__TASK ITEM__.
Copy out every line in the entries below that includes "CredentialSource".

__TASK MATERIAL__.

_____

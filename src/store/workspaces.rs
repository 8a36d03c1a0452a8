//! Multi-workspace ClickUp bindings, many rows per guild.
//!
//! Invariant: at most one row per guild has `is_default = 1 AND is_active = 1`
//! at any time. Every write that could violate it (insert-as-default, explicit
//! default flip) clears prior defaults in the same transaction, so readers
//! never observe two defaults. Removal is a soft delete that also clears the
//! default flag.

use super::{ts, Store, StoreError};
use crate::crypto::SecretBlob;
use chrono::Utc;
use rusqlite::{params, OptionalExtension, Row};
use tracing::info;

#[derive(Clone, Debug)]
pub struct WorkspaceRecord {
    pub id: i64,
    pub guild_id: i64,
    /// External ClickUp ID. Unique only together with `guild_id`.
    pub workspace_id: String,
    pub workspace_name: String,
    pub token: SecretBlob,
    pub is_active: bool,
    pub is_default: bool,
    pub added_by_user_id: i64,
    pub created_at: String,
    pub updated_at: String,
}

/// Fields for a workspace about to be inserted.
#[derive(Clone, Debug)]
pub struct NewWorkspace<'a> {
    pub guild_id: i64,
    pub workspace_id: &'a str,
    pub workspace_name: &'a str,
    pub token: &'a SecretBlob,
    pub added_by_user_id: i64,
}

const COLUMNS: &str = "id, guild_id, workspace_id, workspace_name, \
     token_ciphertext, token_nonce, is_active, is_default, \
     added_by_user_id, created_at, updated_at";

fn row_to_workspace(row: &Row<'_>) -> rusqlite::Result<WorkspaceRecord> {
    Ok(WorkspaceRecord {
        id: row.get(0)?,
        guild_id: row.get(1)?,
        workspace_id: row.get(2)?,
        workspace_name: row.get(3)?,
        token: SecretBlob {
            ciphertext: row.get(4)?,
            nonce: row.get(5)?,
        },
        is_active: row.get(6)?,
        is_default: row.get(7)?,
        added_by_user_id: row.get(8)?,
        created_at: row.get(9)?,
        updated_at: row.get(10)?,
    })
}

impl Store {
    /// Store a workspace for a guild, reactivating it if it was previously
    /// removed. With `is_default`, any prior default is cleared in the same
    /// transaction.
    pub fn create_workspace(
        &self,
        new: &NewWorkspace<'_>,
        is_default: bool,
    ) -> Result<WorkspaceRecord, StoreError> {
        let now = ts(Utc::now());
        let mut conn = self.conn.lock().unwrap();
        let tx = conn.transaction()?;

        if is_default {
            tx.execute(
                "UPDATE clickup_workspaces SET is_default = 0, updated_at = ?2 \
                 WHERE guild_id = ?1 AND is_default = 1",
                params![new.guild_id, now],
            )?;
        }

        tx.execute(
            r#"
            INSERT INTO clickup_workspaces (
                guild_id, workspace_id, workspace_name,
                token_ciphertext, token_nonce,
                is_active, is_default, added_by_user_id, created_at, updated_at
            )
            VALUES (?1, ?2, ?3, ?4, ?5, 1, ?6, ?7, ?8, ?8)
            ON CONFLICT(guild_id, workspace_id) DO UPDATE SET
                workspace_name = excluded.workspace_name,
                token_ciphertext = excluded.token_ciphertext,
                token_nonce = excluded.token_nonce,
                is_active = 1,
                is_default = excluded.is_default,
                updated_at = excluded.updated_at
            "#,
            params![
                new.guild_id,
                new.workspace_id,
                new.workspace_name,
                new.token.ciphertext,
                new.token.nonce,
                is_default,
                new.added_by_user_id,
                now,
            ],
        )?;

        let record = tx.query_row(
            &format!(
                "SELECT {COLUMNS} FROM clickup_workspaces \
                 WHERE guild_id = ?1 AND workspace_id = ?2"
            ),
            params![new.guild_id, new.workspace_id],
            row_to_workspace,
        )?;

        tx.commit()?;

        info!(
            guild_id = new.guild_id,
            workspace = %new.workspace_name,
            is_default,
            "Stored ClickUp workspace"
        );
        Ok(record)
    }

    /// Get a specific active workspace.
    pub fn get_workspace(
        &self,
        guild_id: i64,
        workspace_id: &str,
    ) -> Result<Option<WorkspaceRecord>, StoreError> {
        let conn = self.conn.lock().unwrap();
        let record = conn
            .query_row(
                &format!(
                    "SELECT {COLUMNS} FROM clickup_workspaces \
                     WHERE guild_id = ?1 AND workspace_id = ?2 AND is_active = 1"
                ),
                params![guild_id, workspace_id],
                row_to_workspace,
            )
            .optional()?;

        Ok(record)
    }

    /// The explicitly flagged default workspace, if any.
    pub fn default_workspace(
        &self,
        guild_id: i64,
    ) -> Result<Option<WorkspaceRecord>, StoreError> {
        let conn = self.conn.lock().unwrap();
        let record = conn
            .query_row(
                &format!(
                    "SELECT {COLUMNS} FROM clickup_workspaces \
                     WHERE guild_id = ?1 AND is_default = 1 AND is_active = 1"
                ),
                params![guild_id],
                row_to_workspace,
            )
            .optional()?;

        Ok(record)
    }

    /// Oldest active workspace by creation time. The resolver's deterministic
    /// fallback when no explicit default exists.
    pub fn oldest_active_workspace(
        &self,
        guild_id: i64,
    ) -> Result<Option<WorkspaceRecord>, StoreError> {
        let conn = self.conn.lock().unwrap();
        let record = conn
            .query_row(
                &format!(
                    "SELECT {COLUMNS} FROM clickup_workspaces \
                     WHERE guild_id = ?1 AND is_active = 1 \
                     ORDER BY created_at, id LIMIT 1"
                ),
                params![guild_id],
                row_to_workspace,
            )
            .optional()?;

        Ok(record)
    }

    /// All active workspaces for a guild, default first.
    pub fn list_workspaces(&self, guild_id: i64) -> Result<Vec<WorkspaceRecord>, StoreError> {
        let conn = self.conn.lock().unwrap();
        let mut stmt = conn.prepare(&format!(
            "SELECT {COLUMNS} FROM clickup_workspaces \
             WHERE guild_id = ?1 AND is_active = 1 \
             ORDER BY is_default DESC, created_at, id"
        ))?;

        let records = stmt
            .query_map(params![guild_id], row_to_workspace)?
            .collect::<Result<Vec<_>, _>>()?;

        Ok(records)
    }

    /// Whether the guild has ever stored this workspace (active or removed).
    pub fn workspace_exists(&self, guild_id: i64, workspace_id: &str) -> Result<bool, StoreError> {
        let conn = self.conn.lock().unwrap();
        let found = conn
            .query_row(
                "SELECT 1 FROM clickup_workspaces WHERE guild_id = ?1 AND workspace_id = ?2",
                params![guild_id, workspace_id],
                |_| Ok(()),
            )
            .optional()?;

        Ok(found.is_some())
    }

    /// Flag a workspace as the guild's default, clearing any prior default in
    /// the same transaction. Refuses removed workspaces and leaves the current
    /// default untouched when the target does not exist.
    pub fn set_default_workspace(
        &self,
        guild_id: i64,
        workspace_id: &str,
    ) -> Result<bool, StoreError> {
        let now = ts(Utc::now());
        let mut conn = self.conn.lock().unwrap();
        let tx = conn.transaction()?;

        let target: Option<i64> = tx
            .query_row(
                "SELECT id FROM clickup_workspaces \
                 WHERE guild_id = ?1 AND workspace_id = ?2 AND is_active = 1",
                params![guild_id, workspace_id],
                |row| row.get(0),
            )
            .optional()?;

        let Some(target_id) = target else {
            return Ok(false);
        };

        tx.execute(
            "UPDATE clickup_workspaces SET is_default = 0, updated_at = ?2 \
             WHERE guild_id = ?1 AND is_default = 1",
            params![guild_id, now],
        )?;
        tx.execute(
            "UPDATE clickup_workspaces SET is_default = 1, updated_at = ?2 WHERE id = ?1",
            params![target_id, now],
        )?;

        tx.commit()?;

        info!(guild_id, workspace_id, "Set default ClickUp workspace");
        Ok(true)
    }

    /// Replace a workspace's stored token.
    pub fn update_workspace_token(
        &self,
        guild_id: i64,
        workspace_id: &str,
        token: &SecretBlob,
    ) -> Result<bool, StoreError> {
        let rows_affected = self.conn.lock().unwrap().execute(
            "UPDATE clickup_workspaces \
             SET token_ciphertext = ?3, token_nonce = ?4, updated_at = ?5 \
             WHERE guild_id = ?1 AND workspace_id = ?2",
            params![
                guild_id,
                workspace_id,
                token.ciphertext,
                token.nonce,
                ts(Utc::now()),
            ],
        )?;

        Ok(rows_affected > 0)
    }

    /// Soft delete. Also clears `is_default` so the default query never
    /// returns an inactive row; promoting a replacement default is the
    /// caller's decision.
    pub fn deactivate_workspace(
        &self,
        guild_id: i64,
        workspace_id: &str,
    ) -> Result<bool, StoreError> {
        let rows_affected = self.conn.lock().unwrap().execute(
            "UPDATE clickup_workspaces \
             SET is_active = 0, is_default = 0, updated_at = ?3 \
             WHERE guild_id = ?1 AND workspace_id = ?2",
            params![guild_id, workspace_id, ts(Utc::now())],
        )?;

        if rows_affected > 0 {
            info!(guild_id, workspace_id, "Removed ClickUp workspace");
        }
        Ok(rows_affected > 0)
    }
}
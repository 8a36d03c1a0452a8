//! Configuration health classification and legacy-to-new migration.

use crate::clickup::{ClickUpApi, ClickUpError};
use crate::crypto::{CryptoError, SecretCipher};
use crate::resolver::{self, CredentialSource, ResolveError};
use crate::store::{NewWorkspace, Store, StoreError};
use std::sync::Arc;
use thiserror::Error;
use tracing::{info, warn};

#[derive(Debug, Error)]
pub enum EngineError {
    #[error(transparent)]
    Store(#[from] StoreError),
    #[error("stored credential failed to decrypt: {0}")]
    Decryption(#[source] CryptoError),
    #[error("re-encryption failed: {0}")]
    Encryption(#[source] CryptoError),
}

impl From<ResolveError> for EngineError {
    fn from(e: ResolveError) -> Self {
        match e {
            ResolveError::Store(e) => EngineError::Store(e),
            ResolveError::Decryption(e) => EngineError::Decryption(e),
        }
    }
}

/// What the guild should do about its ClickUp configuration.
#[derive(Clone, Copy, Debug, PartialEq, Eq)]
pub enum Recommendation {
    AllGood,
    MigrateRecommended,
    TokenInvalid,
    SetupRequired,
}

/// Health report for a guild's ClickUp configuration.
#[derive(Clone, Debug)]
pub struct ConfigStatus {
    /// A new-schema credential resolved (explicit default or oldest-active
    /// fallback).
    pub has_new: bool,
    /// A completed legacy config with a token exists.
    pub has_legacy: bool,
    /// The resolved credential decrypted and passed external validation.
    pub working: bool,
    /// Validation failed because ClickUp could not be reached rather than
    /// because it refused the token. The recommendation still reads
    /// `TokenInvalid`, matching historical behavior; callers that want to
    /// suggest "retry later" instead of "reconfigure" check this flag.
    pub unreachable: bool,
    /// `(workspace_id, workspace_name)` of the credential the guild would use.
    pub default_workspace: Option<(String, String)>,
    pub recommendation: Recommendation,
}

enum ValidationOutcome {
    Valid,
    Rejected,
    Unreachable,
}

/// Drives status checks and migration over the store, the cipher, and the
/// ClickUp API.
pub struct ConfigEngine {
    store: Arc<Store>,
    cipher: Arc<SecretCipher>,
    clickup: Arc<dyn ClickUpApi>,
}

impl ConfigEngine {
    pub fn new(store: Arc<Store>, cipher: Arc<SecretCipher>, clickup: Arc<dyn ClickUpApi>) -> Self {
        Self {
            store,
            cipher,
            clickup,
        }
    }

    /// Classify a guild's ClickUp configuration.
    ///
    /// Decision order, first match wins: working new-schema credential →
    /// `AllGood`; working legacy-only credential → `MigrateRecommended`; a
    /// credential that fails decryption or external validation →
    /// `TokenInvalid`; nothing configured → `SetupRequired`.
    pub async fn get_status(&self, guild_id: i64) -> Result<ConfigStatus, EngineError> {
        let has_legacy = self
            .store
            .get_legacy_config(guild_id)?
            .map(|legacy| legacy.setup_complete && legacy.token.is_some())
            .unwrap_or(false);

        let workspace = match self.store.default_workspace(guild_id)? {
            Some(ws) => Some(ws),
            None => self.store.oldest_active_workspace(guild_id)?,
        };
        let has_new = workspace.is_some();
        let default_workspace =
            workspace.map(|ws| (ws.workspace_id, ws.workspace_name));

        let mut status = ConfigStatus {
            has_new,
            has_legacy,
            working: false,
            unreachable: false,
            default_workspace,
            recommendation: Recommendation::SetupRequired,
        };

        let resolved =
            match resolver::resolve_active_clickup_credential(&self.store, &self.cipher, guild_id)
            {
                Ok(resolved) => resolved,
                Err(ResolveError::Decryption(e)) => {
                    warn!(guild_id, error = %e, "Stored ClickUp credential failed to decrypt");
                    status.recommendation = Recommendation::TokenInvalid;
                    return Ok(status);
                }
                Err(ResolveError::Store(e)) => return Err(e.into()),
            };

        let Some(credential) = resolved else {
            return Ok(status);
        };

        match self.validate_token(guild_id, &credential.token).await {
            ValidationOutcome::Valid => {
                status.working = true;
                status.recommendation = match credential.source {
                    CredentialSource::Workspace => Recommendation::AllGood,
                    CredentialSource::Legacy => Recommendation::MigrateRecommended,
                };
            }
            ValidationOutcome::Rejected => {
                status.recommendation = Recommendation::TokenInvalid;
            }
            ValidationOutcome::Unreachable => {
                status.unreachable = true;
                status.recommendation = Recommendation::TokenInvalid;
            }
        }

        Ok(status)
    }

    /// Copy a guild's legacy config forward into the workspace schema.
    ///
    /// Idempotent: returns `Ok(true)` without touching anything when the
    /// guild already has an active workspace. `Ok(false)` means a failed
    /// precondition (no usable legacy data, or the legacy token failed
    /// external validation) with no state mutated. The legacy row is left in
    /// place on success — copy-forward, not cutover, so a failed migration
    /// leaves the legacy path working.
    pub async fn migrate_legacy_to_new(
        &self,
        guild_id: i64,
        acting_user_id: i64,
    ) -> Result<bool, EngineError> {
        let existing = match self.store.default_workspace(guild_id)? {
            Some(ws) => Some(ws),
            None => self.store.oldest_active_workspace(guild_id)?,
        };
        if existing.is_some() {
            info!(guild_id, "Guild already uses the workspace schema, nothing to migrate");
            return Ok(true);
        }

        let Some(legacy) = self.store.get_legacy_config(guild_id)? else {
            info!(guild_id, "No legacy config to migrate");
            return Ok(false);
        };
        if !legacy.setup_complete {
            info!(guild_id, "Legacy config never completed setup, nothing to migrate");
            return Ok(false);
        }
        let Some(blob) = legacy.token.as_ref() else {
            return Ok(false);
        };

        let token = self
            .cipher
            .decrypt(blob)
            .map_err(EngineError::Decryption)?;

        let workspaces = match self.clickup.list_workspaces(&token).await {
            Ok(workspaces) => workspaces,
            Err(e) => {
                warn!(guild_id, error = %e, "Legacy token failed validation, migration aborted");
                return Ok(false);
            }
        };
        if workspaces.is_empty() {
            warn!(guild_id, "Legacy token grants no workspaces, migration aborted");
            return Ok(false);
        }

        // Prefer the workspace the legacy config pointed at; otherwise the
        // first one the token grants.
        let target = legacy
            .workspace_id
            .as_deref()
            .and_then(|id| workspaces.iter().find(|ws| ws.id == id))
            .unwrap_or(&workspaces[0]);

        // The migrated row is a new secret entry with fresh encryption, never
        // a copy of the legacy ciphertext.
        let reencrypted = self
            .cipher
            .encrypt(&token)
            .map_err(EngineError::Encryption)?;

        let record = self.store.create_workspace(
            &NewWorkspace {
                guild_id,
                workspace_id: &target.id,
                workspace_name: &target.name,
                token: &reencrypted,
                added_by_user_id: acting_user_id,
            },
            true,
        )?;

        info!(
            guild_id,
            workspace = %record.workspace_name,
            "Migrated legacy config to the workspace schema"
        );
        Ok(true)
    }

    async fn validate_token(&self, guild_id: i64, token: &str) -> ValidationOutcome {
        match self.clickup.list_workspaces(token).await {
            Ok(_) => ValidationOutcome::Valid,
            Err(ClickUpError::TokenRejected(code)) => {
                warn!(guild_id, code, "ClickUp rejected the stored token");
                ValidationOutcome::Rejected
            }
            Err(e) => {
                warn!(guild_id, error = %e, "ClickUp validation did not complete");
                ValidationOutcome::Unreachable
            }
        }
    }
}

_____

__RESULT__.
use crate::resolver::{self, CredentialSource, ResolveError};
                    CredentialSource::Workspace => Recommendation::AllGood,
                    CredentialSource::Legacy => Recommendation::MigrateRecommended,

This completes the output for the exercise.